Inspirations, random musings and other pseudo coming-of-age stories of a 20 year-old. I write, I ramble, I bitch quite a bit.
Looking for kindred spirits.

Writing you tar poems with a slick tongue
while you wolf down (murky eyes, shallow breathing)
promises of annihilation whispered so low
that your whole body leans in (to hear, I’m sure,)
every little thing you know about physics,
I have yet to learn through sheer osmosis,
but every stretch of you keeps trying.

Since you are watching with eyes wider than this room, since your hands are open wide, since you are ready to swallow the whole wide world, teach me how to embrace being infinite. Teach me how you gather so much kindness in such short sentences, how you pour so much goodness in single words, how you hold so much sweetness in your silences.

I’m desperately trying to free up space in this faulty mind of mine, for all the memories words could never describe. I say, “Wait!” and drink the whole sky in before he kisses me again. I fill my brain up to the brim with city lights and buildings. I assign old places to new meanings.

pilsudski said: Podgorica.

"Podgorica: would you die for what you believe in?"

It depends. There are a few things I don’t think I could witness idly, even if that meant putting myself in danger. I’ve been known to react passionately to injustice. I’m not particularly interested in being a martyr though. I have some people to look after. In many ways, my survival matters more to them than most of my ideals ever will. In the end, I’d probably take the risk of dying to defend a few sacred things, in the heat of the moment. Of course, all bets are off in case of a crazy scary dystopian situation.

dulceandstuff said: Vienna!

"Vienna: Choose a song to define your life and explain it.”

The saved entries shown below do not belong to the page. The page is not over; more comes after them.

//! Tuning parameters and simulation constants.

/// Simulation tick rate (Hz).
pub const TICK_RATE: u32 = 30;

/// Seconds per tick.
pub const DT: f32 = 1.0 / TICK_RATE as f32;

// --- Sensing ---

/// Radius within which nearby ships are counted for the context (meters).
pub const SENSE_RADIUS: f32 = 1_200.0;

/// Distance normalization reference for utility scoring (meters).
/// `Context::range_frac` is the enemy distance over this range, clamped.
pub const ENGAGEMENT_RANGE: f32 = 900.0;

// --- Navigator ---

/// Waypoint arrival radius (meters).
pub const NAV_ARRIVAL_RADIUS: f32 = 30.0;

/// Nominal speed cap for planned velocities (m/s). Avoidance may exceed it.
pub const NAV_MAX_SPEED: f32 = 160.0;

/// Clearance radius kept around own hull during avoidance (meters).
pub const NAV_AVOID_RADIUS: f32 = 40.0;

/// How far ahead the planner projects motion for avoidance (seconds).
pub const NAV_LOOK_AHEAD_SECS: f32 = 1.5;

/// Extra clearance margin added to combined avoidance radii (meters).
pub const NAV_SAFE_MARGIN: f32 = 15.0;

/// First-order smoothing gain for thrust/strafe commands (1/s). 0 disables.
pub const NAV_SMOOTHING_GAIN: f32 = 8.0;

/// Number of rays in the forward obstacle-scan fan.
pub const NAV_RAY_COUNT: u32 = 5;

/// Total angular spread of the obstacle-scan fan (degrees).
pub const NAV_RAY_SPREAD_DEG: f32 = 90.0;

/// Minimum obstacle-scan range regardless of braking distance (meters).
pub const NAV_MIN_SCAN_RANGE: f32 = 120.0;

// --- Pilot ---

/// Strafe-command magnitude below which tilted heading is not engaged.
pub const PILOT_TILT_MIN_STRAFE: f32 = 0.05;

// --- Gunner: primary weapon ---

/// Maximum primary-weapon fire distance (meters).
pub const PRIMARY_FIRE_RANGE: f32 = 600.0;

/// Off-boresight tolerance for primary fire (degrees).
pub const PRIMARY_FIRE_ANGLE_DEG: f32 = 6.0;

/// Heat fraction above which the gunner withholds primary fire.
pub const PRIMARY_HEAT_LIMIT: f32 = 0.9;

/// Primary projectile muzzle speed (m/s), for lead prediction.
pub const PROJECTILE_SPEED: f32 = 450.0;

// --- Gunner: secondary weapon ---

/// Range inside which an unlocked missile may be dumb-fired (meters).
pub const MISSILE_DUMBFIRE_RANGE: f32 = 250.0;

/// Off-boresight tolerance for a dumb-fired missile (degrees).
pub const MISSILE_DUMBFIRE_ANGLE_DEG: f32 = 3.0;

// --- Gunner: line-of-sight cache ---

/// Ticks a cached LOS result stays valid.
pub const LOS_CACHE_TICKS: u64 = 6;

/// Shooter/target displacement that invalidates the LOS cache (meters).
pub const LOS_MOVE_THRESHOLD: f32 = 8.0;

/// Off-boresight angle beyond which no LOS probe is attempted (degrees).
pub const LOS_ANGLE_GATE_DEG: f32 = 60.0;

// --- State machine ---

/// Minimum dwell time in a state before another switch (seconds).
pub const MIN_TIME_IN_STATE_SECS: f32 = 1.5;

// --- Behaviors ---

/// Radius around self within which patrol points are picked (meters).
pub const PATROL_RADIUS: f32 = 700.0;

/// Distance of the evade flee point from self (meters).
pub const FLEE_DISTANCE: f32 = 500.0;

/// Preferred orbit radius around the enemy (meters).
pub const ORBIT_RADIUS: f32 = 320.0;

/// Half-width of the "good orbit" radius band (meters).
pub const ORBIT_BAND: f32 = 120.0;

/// Seconds the orbit waypoint leads along the tangent.
pub const ORBIT_LEAD_SECS: f32 = 0.8;

/// Mean seconds between stochastic orbit-direction flips.
pub const ORBIT_FLIP_MEAN_SECS: f32 = 6.0;

/// Enemy distance that forces the attack facing override (meters).
pub const ATTACK_CLOSE_RANGE: f32 = 220.0;

/// Closing speed that forces the attack facing override (m/s).
pub const ATTACK_CLOSING_FAST: f32 = 80.0;

/// Kite pushes away harder inside this enemy distance (meters).
pub const KITE_MIN_RANGE: f32 = 260.0;

/// Kite eases back toward the enemy outside this distance (meters).
pub const KITE_MAX_RANGE: f32 = 650.0;

/// Length of one kite retreat leg (meters).
pub const KITE_STEP: f32 = 320.0;

// --- Reference arena ---

/// Default hull mass (kg).
pub const SHIP_MASS: f32 = 12_000.0;

/// Default forward engine force (N).
pub const SHIP_FORWARD_FORCE: f32 = 960_000.0;

/// Default reverse engine force (N).
pub const SHIP_REVERSE_FORCE: f32 = 480_000.0;

/// Default strafe engine force (N).
pub const SHIP_STRAFE_FORCE: f32 = 600_000.0;

/// Default steering dead zone (m/s).
pub const SHIP_DEAD_ZONE: f32 = 1.5;

/// Maximum hull turn rate (degrees/sec).
pub const SHIP_TURN_RATE_DEG: f32 = 180.0;

/// Primary shot damage per hit.
pub const PRIMARY_DAMAGE: f32 = 4.0;

/// Heat fraction added per primary shot.
pub const PRIMARY_HEAT_PER_SHOT: f32 = 0.08;

/// Heat fraction dissipated per second.
pub const HEAT_DISSIPATION_PER_SEC: f32 = 0.25;

/// Seconds of continuous aim needed to progress Locking -> Locked.
pub const MISSILE_LOCK_SECS: f32 = 1.2;

/// Range inside which the seeker will start locking (meters).
pub const MISSILE_LOCK_RANGE: f32 = 700.0;

/// Off-boresight tolerance for holding a lock (degrees).
pub const MISSILE_LOCK_ANGLE_DEG: f32 = 20.0;

/// Seconds of cooldown after a missile launch.
pub const MISSILE_COOLDOWN_SECS: f32 = 4.0;

/// Missile fly-out speed (m/s).
pub const MISSILE_SPEED: f32 = 280.0;

/// Missile damage on a successful proximity kill roll.
pub const MISSILE_DAMAGE: f32 = 35.0;

/// Missile proximity-detonation radius (meters).
pub const MISSILE_LETHAL_RADIUS: f32 = 12.0;

/// Probability a detonating missile damages its target.
pub const MISSILE_PK: f64 = 0.8;

/// Missile self-destruct fuel (seconds of flight).
pub const MISSILE_FUEL_SECS: f32 = 8.0;

/// Shield fraction regenerated per second while unhit.
pub const SHIELD_REGEN_PER_SEC: f32 = 0.02;

/// Seconds without damage before shield regeneration resumes.
pub const SHIELD_REGEN_DELAY_SECS: f32 = 3.0;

At this exact moment in my life, I’m really feeling like The State of Dreaming by Marina & The Diamonds again. I’ve been feeling that particular shade of hazy depression again, where I’m just kinda floating in what feels like a weird Twilight zone. You know, Marina sings "my life is a play" in way I find both so triumphant and hopeful and angry and bitter. You have the pride of hiding well, and the hope that your life is going to be as rosy as a play, and the bitterness that people seem to buy willingly into your little act. And that very eerie bridge, where she sings "If only you knew my dear/How I live my life in fear/If only you knew my dear/How I know my time is near" is so, so chilling, but it rings so true. Again, this isn’t something that defines my whole life. But right now, the forced delusion, the pretending, the little fantasies, the weirdness with which I approach talking of this when I have to? It’s everywhere. It’s inescapable. It all unfolds on an eerie little melody.

Prometheus brought down
fire to mankind
and I,
a mad woman,
sought to swallow it whole

Monster mine, I
will have you eat from both my hands
until you crave the taste of flesh
while trial for my theft awaits

Insatiable, I
touch you like flames licking walls clean
shaking the ashes from your sheets
while your lungs rest in the morning

Monster mine,
I steal the warmth
out of your mouth
and I,
a mad woman,
feel the eagle diving in

- "What Eats Away At Me" | Sarah Raphaelle (via stealinglanguage)

Should have been in bed three or four hours ago. Can’t sleep. Busy collecting details before they slip away from me. How warm silence was in the morning. How you kept waking intermittently, looking up and smiling and rolling back to sleep. A happiness written all over your face, a happiness spilling out of your mouth. I know it’ll be a long time before it stops getting better and better and better, but how could you possibly make my name sound prettier than you already have? I still hear your voice, hoarse and sweet, and I can’t will myself to sleep.

Finding reckless abandon. Finding sweet new paths to mutual surrender. Finding bliss balanced carefully between arms and hips I’ve kissed over and over. I’m renting the corners of your lips, I’m renting four covers and three pillows, I’m renting the tiles of your bedroom on which I dance wildly when you aren’t looking. Everything is good and warm and sweet. Everything is an exercise in vulnerability. You are singing in the car and we are kissing at the red lights and the rain is hitting the windows hard and falling has never felt so easy.

A soft sweetness. Your eyes full and dark under street lights. A happiness that could crack sidewalks. Counting pennies to buy pounds and pounds of useless dictionary pages. Speaking a thousand words a minute. Losing a thousand words a minute. A laughter that could crack ceilings. Protesting bad literature at four in the morning in a mess of good things. Recalling sleepless sunrises while stretching the night in a parking lot. Writing silent poems on slopes left of your shoulder. You are speaking about your grandparents and I try really hard to will time into standing still. I’m always surprised they still make moments like these.

Curled up in the corner with old faiths as new shields. Body shaking like a leaf in this heat wave. Clammy hands. Eyes begging for salvation. I have dissected your innocence for too long without a conclusion. I have nothing left to give you — no wisdom, no antidote, no poison. I’m still too weak to raise you from perdition. God knows I’ve tried.